The simple fact that most rapes are not even reported makes that self-evident.

However, what we can currently prove, or what we eventually want to prove in a court of law doesn’t change whether or not someone is guilty of a harming another person. 

If a woman doesn’t report the rape, and indeed, does as the woman in the post does--goes home and takes 4 scalding hot showers scrubbing her skin raw in an attempt to get “clean"--she’s lost the evidence and most likely will not be able to get a conviction.  That doesn’t mean she wasn’t raped, and it doesn’t mean her ex-bf is not a rapist or just “made a mistake” or somehow didn’t understand that she didn’t want to have sex with him.

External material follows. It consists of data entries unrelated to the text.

//! Commands listing work waiting for the sync driver.

use outpost_core::{CollectionKind, LocalDb, SyncRecord};
use serde_json::{json, Value};
use std::path::Path;

/// Lists unsynced records, optionally for one collection.
pub fn run(
    path: &Path,
    namespace: &str,
    collection: Option<&str>,
    format: &str,
) -> Result<(), Box<dyn std::error::Error>> {
    let db = super::open(path, namespace)?;
    let kinds = select(collection)?;
    let report = unsynced_report(&db, &kinds);

    match format {
        "json" => println!("{}", serde_json::to_string_pretty(&report)?),
        _ => {
            for (kind, ids) in report.as_object().into_iter().flatten() {
                let ids = ids.as_array().map(Vec::as_slice).unwrap_or_default();
                println!("{kind}: {} unsynced", ids.len());
                for id in ids {
                    println!("  {}", id.as_str().unwrap_or_default());
                }
            }
        }
    }
    Ok(())
}

/// Lists queued deletions.
pub fn tombstones(
    path: &Path,
    namespace: &str,
    format: &str,
) -> Result<(), Box<dyn std::error::Error>> {
    let db = super::open(path, namespace)?;
    let queue = db.tombstones().peek_all();

    match format {
        "json" => {
            let rows: Vec<Value> = queue
                .iter()
                .map(|t| json!({ "id": t.id, "table": t.table, "timestamp": t.timestamp }))
                .collect();
            println!("{}", serde_json::to_string_pretty(&rows)?);
        }
        _ => {
            println!("{} pending deletion(s)", queue.len());
            for t in &queue {
                println!("  {:<20} {:<40} {}", t.table, t.id, t.timestamp);
            }
        }
    }
    Ok(())
}

fn select(collection: Option<&str>) -> Result<Vec<CollectionKind>, Box<dyn std::error::Error>> {
    match collection {
        None => Ok(CollectionKind::ALL.to_vec()),
        Some(name) => CollectionKind::from_name(name)
            .map(|k| vec![k])
            .ok_or_else(|| format!("Unknown collection: {name}").into()),
    }
}

fn unsynced_report(db: &LocalDb, kinds: &[CollectionKind]) -> Value {
    let mut report = serde_json::Map::new();
    for &kind in kinds {
        let ids: Vec<Value> = db
            .unsynced(kind)
            .iter()
            .map(|d| Value::from(d.id()))
            .collect();
        report.insert(kind.slot().to_owned(), Value::Array(ids));
    }
    Value::Object(report)
}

You should never make that mistake.  If you do not look at sex as something a man takes from a woman, who’s not really human, then there’s no grey area for poor innocent men.

Seriously.  If you are a normal man and not a rapist, you want your partner to be an active, happy participant.  If you want to do something to your partner that s/he doesn’t want you to do, and you still do it over her/his objections, you’re a rapist.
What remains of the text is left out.